Gambling is addictive, and online gambling has made it easier than ever to access. As an industry, it is a heavy advertiser whose presence across football has long drawn criticism, even if the evidence that sponsorship leads to problem gambling is limited. As much for the sport as for the exchequer, the gambling industry makes a lot of money.

But a House of Lords report found that 60% of its profits come from just 5% of its users, a proportion that hints at the overspending of some individuals. UK gambling laws are currently under review – though the government’s proposals have been shelved repeatedly amid political turmoil.

More broadly, it could be an important moment for online advertising at large, as the investigation explores what kind of personal data is appropriate for advertising, especially in categories with potentially significant impacts on public health. It also highlights the major disparities in the regulation of online advertising relative to TV, where the industry has agreed to voluntary curbs.

The story

The investigation, reported by the FT, is set to look at the tracking activity of Sky Bet, which is majority owned by Flutter Entertainment – which also owns major brands like Paddy Power and Betfair.

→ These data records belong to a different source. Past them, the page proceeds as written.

use std::collections::BTreeSet;

use crate::spec::form::{ADDITIONAL_QUESTIONS_SECTION, FormSpec};
use crate::spec::FieldSpec;
use crate::store::FieldStore;
use crate::supplier::QuestionSet;

/// Section ids currently active for a form.
#[derive(Debug, Clone, Default, PartialEq, Eq, serde::Serialize)]
#[serde(transparent)]
pub struct ActiveSections(BTreeSet<String>);

impl ActiveSections {
    pub fn contains(&self, section: &str) -> bool {
        self.0.contains(section)
    }

    /// Whether `field` belongs to no section or to an active one.
    pub fn includes(&self, field: &FieldSpec) -> bool {
        field
            .section
            .as_deref()
            .is_none_or(|section| self.contains(section))
    }

    pub fn iter(&self) -> impl Iterator<Item = &str> {
        self.0.iter().map(String::as_str)
    }

    pub fn len(&self) -> usize {
        self.0.len()
    }

    pub fn is_empty(&self) -> bool {
        self.0.is_empty()
    }
}

impl<const N: usize> From<[&str; N]> for ActiveSections {
    fn from(sections: [&str; N]) -> Self {
        Self(sections.iter().map(|section| section.to_string()).collect())
    }
}

/// Resolves which optional sections apply to the current store.
///
/// Sections whose predicate references a missing field stay inactive. The
/// additional-questions section is active only when `questions` holds a
/// non-empty descriptor list fetched for the topic currently stored.
pub fn resolve_sections(
    spec: &FormSpec,
    store: &FieldStore,
    questions: Option<&QuestionSet>,
) -> ActiveSections {
    let ctx = store.to_value();
    let mut active = BTreeSet::new();

    for section in &spec.sections {
        if section.active_if.evaluate(&ctx).unwrap_or(false) {
            active.insert(section.id.clone());
        }
    }

    if let (Some(topic_field), Some(questions)) = (spec.topic_field(), questions)
        && !questions.descriptors.is_empty()
        && questions.topic == store.text(topic_field)
    {
        active.insert(ADDITIONAL_QUESTIONS_SECTION.to_string());
    }

    ActiveSections(active)
}

/// Declared and dynamic fields that are currently active, in schema order.
pub fn active_fields<'a>(
    spec: &'a FormSpec,
    store: &'a FieldStore,
    active: &'a ActiveSections,
) -> impl Iterator<Item = &'a FieldSpec> + 'a {
    spec.fields
        .iter()
        .chain(store.dynamic_fields().iter())
        .filter(move |field| active.includes(field))
}
#![allow(missing_docs)]

pub mod errors;
pub mod expr;
pub mod forms;
pub mod render;
pub mod session;
pub mod spec;
pub mod store;
pub mod supplier;
pub mod validate;
pub mod visibility;

pub use errors::{ErrorMap, ValidationError};
pub use expr::Expr;
pub use forms::{BUILTIN_IDS, FormError, builtin, load_spec};
pub use render::{
    RenderError, RenderField, RenderPayload, RenderStatus, build_render_payload, render_json_ui,
    render_snapshot, render_text,
};
pub use session::{FormSession, QuestionsApplied, SubmitOutcome, SubmittedSnapshot};
pub use spec::{FieldKind, FieldSpec, FormSpec, Rule, SectionSpec};
pub use store::{FieldStore, FieldValue, StoreError};
pub use supplier::{
    HttpQuestionSupplier, QuestionDescriptor, QuestionRequest, QuestionResponse, QuestionSet,
    QuestionSupplier, StaticQuestionSupplier, SupplierConfig, SupplierError, fetch_questions,
    spawn_fetch,
};
pub use validate::{validate, validate_with};
pub use visibility::{ActiveSections, resolve_sections};

/// JSON Schema describing the form spec format.
pub fn spec_schema() -> serde_json::Value {
    serde_json::to_value(schemars::schema_for!(FormSpec)).unwrap_or(serde_json::Value::Null)
}
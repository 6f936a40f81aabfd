use schemars::JsonSchema;
use serde::{Deserialize, Serialize};

/// Value kinds a field can hold.
#[derive(Debug, Clone, Copy, PartialEq, Eq, Serialize, Deserialize, JsonSchema)]
#[serde(rename_all = "snake_case")]
pub enum FieldKind {
    Text,
    /// Free text that is only parsed as a number by the validator.
    NumericText,
    /// Single selection out of `choices`, stored as text.
    Choice,
    Boolean,
    DateTime,
    /// Fixed-key boolean record; the keys are the field's `choices`.
    Flags,
}

impl FieldKind {
    pub fn is_textual(&self) -> bool {
        matches!(
            self,
            FieldKind::Text | FieldKind::NumericText | FieldKind::Choice
        )
    }

    pub fn label(&self) -> &'static str {
        match self {
            FieldKind::Text => "text",
            FieldKind::NumericText => "numeric_text",
            FieldKind::Choice => "choice",
            FieldKind::Boolean => "boolean",
            FieldKind::DateTime => "date_time",
            FieldKind::Flags => "flags",
        }
    }
}

/// A single validation rule attached to a field.
#[derive(Debug, Clone, PartialEq, Serialize, Deserialize, JsonSchema)]
#[serde(tag = "rule", rename_all = "snake_case")]
pub enum Rule {
    Required { message: String },
    Pattern { pattern: String, message: String },
    Numeric { message: String },
    PositiveNumber { message: String },
    MinLength { min: usize, message: String },
}

impl Rule {
    pub fn message(&self) -> &str {
        match self {
            Rule::Required { message }
            | Rule::Pattern { message, .. }
            | Rule::Numeric { message }
            | Rule::PositiveNumber { message }
            | Rule::MinLength { message, .. } => message,
        }
    }

    pub fn code(&self) -> &'static str {
        match self {
            Rule::Required { .. } => "required",
            Rule::Pattern { .. } => "pattern_mismatch",
            Rule::Numeric { .. } => "not_numeric",
            Rule::PositiveNumber { .. } => "not_positive",
            Rule::MinLength { .. } => "min_length",
        }
    }
}

/// Declaration of one named field.
#[derive(Debug, Clone, PartialEq, Serialize, Deserialize, JsonSchema)]
pub struct FieldSpec {
    pub name: String,
    pub label: String,
    #[serde(rename = "type")]
    pub kind: FieldKind,
    /// Optional section the field belongs to; fields without one are always active.
    #[serde(default, skip_serializing_if = "Option::is_none")]
    pub section: Option<String>,
    #[serde(default, skip_serializing_if = "Option::is_none")]
    pub choices: Option<Vec<String>>,
    #[serde(default, skip_serializing_if = "Vec::is_empty")]
    pub rules: Vec<Rule>,
    /// Appended to the value when a submitted snapshot is displayed.
    #[serde(default, skip_serializing_if = "Option::is_none")]
    pub display_suffix: Option<String>,
}

impl FieldSpec {
    /// Free-text field used for externally supplied questions.
    pub fn dynamic(name: &str, label: &str, section: &str) -> Self {
        Self {
            name: name.to_string(),
            label: label.to_string(),
            kind: FieldKind::Text,
            section: Some(section.to_string()),
            choices: None,
            rules: Vec::new(),
            display_suffix: None,
        }
    }

    pub fn is_required(&self) -> bool {
        self.rules
            .iter()
            .any(|rule| !matches!(rule, Rule::Pattern { .. }))
    }

    pub fn flag_keys(&self) -> &[String] {
        match self.kind {
            FieldKind::Flags => self.choices.as_deref().unwrap_or_default(),
            _ => &[],
        }
    }
}
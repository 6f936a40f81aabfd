use schemars::JsonSchema;
use serde::{Deserialize, Serialize};
use serde_json::Value;

/// Lightweight expression AST used for section `active_if` predicates.
#[derive(Debug, Clone, PartialEq, Serialize, Deserialize, JsonSchema)]
#[serde(tag = "op", rename_all = "snake_case")]
pub enum Expr {
    LiteralBool { value: bool },
    Equals { field: String, value: Value },
    In { field: String, values: Vec<Value> },
    Truthy { field: String },
    And { expressions: Vec<Expr> },
    Or { expressions: Vec<Expr> },
    Not { expression: Box<Expr> },
}

impl Expr {
    fn get_value<'a>(ctx: &'a Value, field: &str) -> Option<&'a Value> {
        ctx.get(field)
    }

    /// Evaluates the expression against a field-name keyed object.
    ///
    /// Returns `None` when a referenced field is absent from `ctx`.
    pub fn evaluate(&self, ctx: &Value) -> Option<bool> {
        match self {
            Expr::LiteralBool { value } => Some(*value),
            Expr::Equals { field, value } => Self::get_value(ctx, field).map(|v| v == value),
            Expr::In { field, values } => {
                let current = Self::get_value(ctx, field)?;
                Some(values.iter().any(|candidate| candidate == current))
            }
            Expr::Truthy { field } => Self::get_value(ctx, field).map(is_truthy),
            Expr::And { expressions } => {
                for expr in expressions {
                    match expr.evaluate(ctx) {
                        Some(true) => continue,
                        Some(false) => return Some(false),
                        None => return None,
                    }
                }
                Some(true)
            }
            Expr::Or { expressions } => {
                for expr in expressions {
                    if let Some(true) = expr.evaluate(ctx) {
                        return Some(true);
                    }
                }
                Some(false)
            }
            Expr::Not { expression } => expression.evaluate(ctx).map(|value| !value),
        }
    }

    /// Field names the expression reads.
    pub fn fields(&self) -> Vec<&str> {
        match self {
            Expr::LiteralBool { .. } => Vec::new(),
            Expr::Equals { field, .. } | Expr::In { field, .. } | Expr::Truthy { field } => {
                vec![field.as_str()]
            }
            Expr::And { expressions } | Expr::Or { expressions } => {
                expressions.iter().flat_map(Expr::fields).collect()
            }
            Expr::Not { expression } => expression.fields(),
        }
    }
}

fn is_truthy(value: &Value) -> bool {
    match value {
        Value::Null => false,
        Value::Bool(flag) => *flag,
        Value::String(text) => !text.is_empty(),
        Value::Number(num) => num.as_f64().is_some_and(|n| n != 0.0),
        Value::Array(items) => !items.is_empty(),
        Value::Object(_) => true,
    }
}

#[cfg(test)]
mod tests {
    use super::*;
    use serde_json::json;

    #[test]
    fn in_matches_any_listed_value() {
        let expr = Expr::In {
            field: "position".into(),
            values: vec![json!("Developer"), json!("Designer")],
        };
        assert_eq!(expr.evaluate(&json!({ "position": "Designer" })), Some(true));
        assert_eq!(expr.evaluate(&json!({ "position": "Manager" })), Some(false));
        assert_eq!(expr.evaluate(&json!({})), None);
    }

    #[test]
    fn deserializes_tagged_form() {
        let expr: Expr = serde_json::from_value(json!({
            "op": "and",
            "expressions": [
                { "op": "truthy", "field": "isAttendingWithGuest" },
                { "op": "not", "expression": { "op": "equals", "field": "guestName", "value": "" } }
            ]
        }))
        .expect("expr");
        let ctx = json!({ "isAttendingWithGuest": true, "guestName": "Bo" });
        assert_eq!(expr.evaluate(&ctx), Some(true));
        assert_eq!(expr.fields(), vec!["isAttendingWithGuest", "guestName"]);
    }
}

It’s the result of a critical report commissioned by Clean Up Gambling, a pressure group that also made the complaint, which alleges building of detailed profiles that are then used to win back profitable customers by using it alongside and with third parties. It argues that many users didn’t know they were being profiled.

The company argues that it doesn’t see users’ financial data beyond its own platform and intends to target social media ads away from problem users.

Yet it follows a £1.17m fine issued in March by the industry’s regulator, the Gambling Commission, against Flutter for emailing promotions to people who had opted out of communications.